Suat Kaya

Personal information
- Full name: Suat Kaya
- Date of birth: 15 April 1999 (age 27)
- Place of birth: Hizan, Turkey
- Height: 1.80 m (5 ft 11 in)
- Position: Left winger

Team information
- Current team: Kahramanmaraş İstiklalspor
- Number: 99

Youth career
- 2010–2012: Kuvayi Milliyespor
- 2012–2018: Osmanlıspor

Senior career*
- Years: Team / Apps / (Gls)
- 2018: Osmanlıspor / 1 / (0)
- 2018–2019: BAKspor / 48 / (8)
- 2020–2022: Ankaragücü / 0 / (0)
- 2020: → 1928 Bucaspor (loan) / 8 / (2)
- 2020–2021: → Tarsus İdman Yurdu (loan) / 31 / (11)
- 2021–2022: → Iğdır (loan) / 33 / (5)
- 2022–2025: Çorum / 77 / (17)
- 2025–: Kahramanmaraş İstiklalspor / 10 / (2)

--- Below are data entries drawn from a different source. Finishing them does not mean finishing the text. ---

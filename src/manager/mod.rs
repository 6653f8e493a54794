//! Shared session orchestration
//!
//! [`StreamManager`] is the entry point for the serving layer. It turns
//! viewer requests into registry operations and drives the transcoders that
//! back them:
//!
//! - **acquire**: look the channel up, then join, wait for, or start the
//!   stream's session
//! - **release**: detach a viewer; the last one out arms a grace timer
//! - **heartbeat**: keep a viewer's attachments alive
//! - **reaper**: evict silent viewers and reclaim abandoned sessions
//!
//! All background work runs on one [`TaskTracker`] under one root
//! [`CancellationToken`], so [`StreamManager::shutdown`] can stop it all and
//! wait for every transcoder to exit.

pub mod acquire;
pub mod config;
pub mod reaper;

use std::sync::Arc;

use tokio::time::Instant;
use tokio_util::sync::CancellationToken;
use tokio_util::task::TaskTracker;

use crate::error::{Error, Result};
use crate::registry::entry::{PendingTermination, Teardown};
use crate::registry::store::Removal;
use crate::registry::{SessionRegistry, SessionStats, StreamKey, ViewerId};
use crate::source::{ChannelDirectory, SourceResolver};
use crate::supervisor::{FfmpegLauncher, Launcher, Playback, Supervisor};

pub use acquire::AcquireHandle;
pub use config::ManagerConfig;
pub use reaper::ReapReport;

/// Handle to the stream manager
///
/// Cheap to clone; every clone drives the same registry.
#[derive(Clone)]
pub struct StreamManager {
    inner: Arc<Inner>,
}

struct Inner {
    config: ManagerConfig,
    registry: Arc<SessionRegistry>,
    supervisor: Supervisor,
    directory: Arc<dyn ChannelDirectory>,
    resolver: Arc<dyn SourceResolver>,
    shutdown: CancellationToken,
    tasks: TaskTracker,
}

impl StreamManager {
    /// Create a manager launching ffmpeg from `PATH`
    ///
    /// Must be called from within a Tokio runtime; the reaper starts
    /// immediately.
    pub fn new(
        config: ManagerConfig,
        directory: Arc<dyn ChannelDirectory>,
        resolver: Arc<dyn SourceResolver>,
    ) -> Self {
        Self::with_launcher(config, directory, resolver, Arc::new(FfmpegLauncher::new()))
    }

    /// Create a manager with a custom transcoder launcher
    pub fn with_launcher(
        config: ManagerConfig,
        directory: Arc<dyn ChannelDirectory>,
        resolver: Arc<dyn SourceResolver>,
        launcher: Arc<dyn Launcher>,
    ) -> Self {
        let tasks = TaskTracker::new();
        let supervisor = Supervisor::new(launcher, config.probe(), tasks.clone());

        let inner = Arc::new(Inner {
            config,
            registry: Arc::new(SessionRegistry::new()),
            supervisor,
            directory,
            resolver,
            shutdown: CancellationToken::new(),
            tasks,
        });

        reaper::spawn(&inner);

        tracing::info!(
            output_root = %inner.config.output_root.display(),
            url_prefix = %inner.config.url_prefix,
            "Stream manager started"
        );

        Self { inner }
    }

    /// Start acquiring a stream for a viewer
    ///
    /// The request runs in the background; await the handle for the
    /// playback locator. Dropping the handle cancels the request, and a
    /// session nobody else is waiting for is torn down.
    pub fn begin_acquire(
        &self,
        device_id: u64,
        channel_id: u64,
        viewer: impl Into<ViewerId>,
    ) -> AcquireHandle {
        let key = StreamKey::new(device_id, channel_id);
        let inner = Arc::clone(&self.inner);
        let viewer = viewer.into();
        let task = self
            .inner
            .tasks
            .spawn(async move { inner.acquire(device_id, channel_id, viewer).await });

        AcquireHandle::new(key, task)
    }

    /// Acquire a stream for a viewer and return its playback locator
    ///
    /// Concurrent calls for the same channel share one transcoder.
    pub async fn acquire(
        &self,
        device_id: u64,
        channel_id: u64,
        viewer: impl Into<ViewerId>,
    ) -> Result<Playback> {
        self.begin_acquire(device_id, channel_id, viewer).await
    }

    /// Detach a viewer from a stream
    ///
    /// Returns `false` if the viewer was not attached. When the last viewer
    /// leaves, the session is stopped after the release grace delay unless
    /// someone acquires it again first.
    pub fn release(&self, device_id: u64, channel_id: u64, viewer: &ViewerId) -> bool {
        let key = StreamKey::new(device_id, channel_id);

        match self.inner.registry.remove_viewer(&key, viewer) {
            Removal::NotAttached => {
                tracing::debug!(stream = %key, viewer = %viewer, "Release for unattached viewer");
                false
            }
            Removal::Remaining(_) => true,
            Removal::Idle { id, timer } => {
                self.inner.schedule_idle_teardown(key, id, timer);
                true
            }
        }
    }

    /// Refresh a viewer on every stream it is attached to
    ///
    /// Returns the number of streams refreshed.
    pub fn heartbeat(&self, viewer: &ViewerId) -> usize {
        let touched = self.inner.registry.touch(viewer, Instant::now());
        tracing::trace!(viewer = %viewer, streams = touched, "Heartbeat");
        touched
    }

    /// Refresh a viewer on one stream
    pub fn heartbeat_stream(&self, device_id: u64, channel_id: u64, viewer: &ViewerId) -> bool {
        let key = StreamKey::new(device_id, channel_id);
        self.inner
            .registry
            .touch_stream(&key, viewer, Instant::now())
    }

    /// Run one reaper pass now and wait for its teardowns
    pub async fn reap_now(&self) -> ReapReport {
        self.inner.reap_once(Instant::now()).await
    }

    /// Statistics for one stream
    pub fn stats(&self, device_id: u64, channel_id: u64) -> Option<SessionStats> {
        self.inner
            .registry
            .stats(&StreamKey::new(device_id, channel_id))
    }

    /// Statistics for every stream
    pub fn all_stats(&self) -> Vec<SessionStats> {
        self.inner.registry.all_stats()
    }

    /// Number of sessions
    pub fn session_count(&self) -> usize {
        self.inner.registry.len()
    }

    /// The underlying registry
    pub fn registry(&self) -> &Arc<SessionRegistry> {
        &self.inner.registry
    }

    /// Active configuration
    pub fn config(&self) -> &ManagerConfig {
        &self.inner.config
    }

    /// Whether [`shutdown`](Self::shutdown) has been called
    pub fn is_shutting_down(&self) -> bool {
        self.inner.shutdown.is_cancelled()
    }

    /// Stop the reaper, cancel pending work and stop every transcoder
    ///
    /// Returns once all background tasks have finished. Acquires made after
    /// this fail with [`Error::ShuttingDown`].
    pub async fn shutdown(&self) {
        let inner = &self.inner;

        tracing::info!(sessions = inner.registry.len(), "Shutting down stream manager");
        inner.shutdown.cancel();

        for teardown in inner.registry.drain() {
            let worker = Arc::clone(inner);
            inner.tasks.spawn(async move {
                worker
                    .complete_teardown(teardown, Some(Error::ShuttingDown))
                    .await;
            });
        }

        inner.tasks.close();
        inner.tasks.wait().await;

        let remaining = inner.registry.len();
        if remaining > 0 {
            tracing::error!(remaining = remaining, "Sessions left after shutdown");
        } else {
            tracing::info!("Stream manager stopped");
        }
    }
}

impl Inner {
    /// Stop the session once the release grace delay elapses, unless the
    /// timer is disarmed first
    fn schedule_idle_teardown(self: &Arc<Self>, key: StreamKey, id: u64, timer: PendingTermination) {
        let inner = Arc::clone(self);
        let grace = self.config.release_grace;

        tracing::debug!(stream = %key, grace_ms = grace.as_millis() as u64, "Termination scheduled");

        self.tasks.spawn(async move {
            tokio::select! {
                _ = timer.token.cancelled() => return,
                _ = tokio::time::sleep(grace) => {}
            }

            if let Some(teardown) = inner.registry.begin_idle_teardown(&key, id, timer.seq) {
                tracing::info!(stream = %key, "No viewers left, stopping session");
                inner.complete_teardown(teardown, None).await;
            }
        });
    }

    /// Stop a Terminating session's process and remove the session
    ///
    /// Returns `false` if the process could not be stopped; the session is
    /// then flagged for the reaper to retry, keeping `outcome` for waiters.
    async fn complete_teardown(&self, teardown: Teardown, outcome: Option<Error>) -> bool {
        if let Some(process) = &teardown.process {
            if let Err(e) = self
                .supervisor
                .terminate(process, self.config.terminate_grace)
                .await
            {
                tracing::error!(
                    stream = %teardown.key,
                    pid = ?process.pid(),
                    error = %e,
                    "Failed to stop transcoder"
                );
                self.registry
                    .mark_stalled(&teardown.key, teardown.id, outcome);
                return false;
            }
        }

        self.registry.finish(&teardown.key, teardown.id, outcome)
    }

    /// Error for a startup or wait that was interrupted
    fn interrupted(&self, key: &StreamKey) -> Error {
        if self.shutdown.is_cancelled() {
            Error::ShuttingDown
        } else {
            Error::Cancelled(key.clone())
        }
    }
}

= Suat Kaya (footballer, born 1999) =

Turkish footballer

Suat Kaya (born 15 April 1999) is a Turkish professional footballer who plays as a midfielder for TFF 2. Lig club Kahramanmaraş İstiklalspor.

==Career==
A youth product of Osmanlıspor, Kaya made his professional debut in a 2-1 Süper Lig loss to Akhisarspor on 18 May 2018.

On 16 July 2022, Kaya joined TFF Second League club Çorum.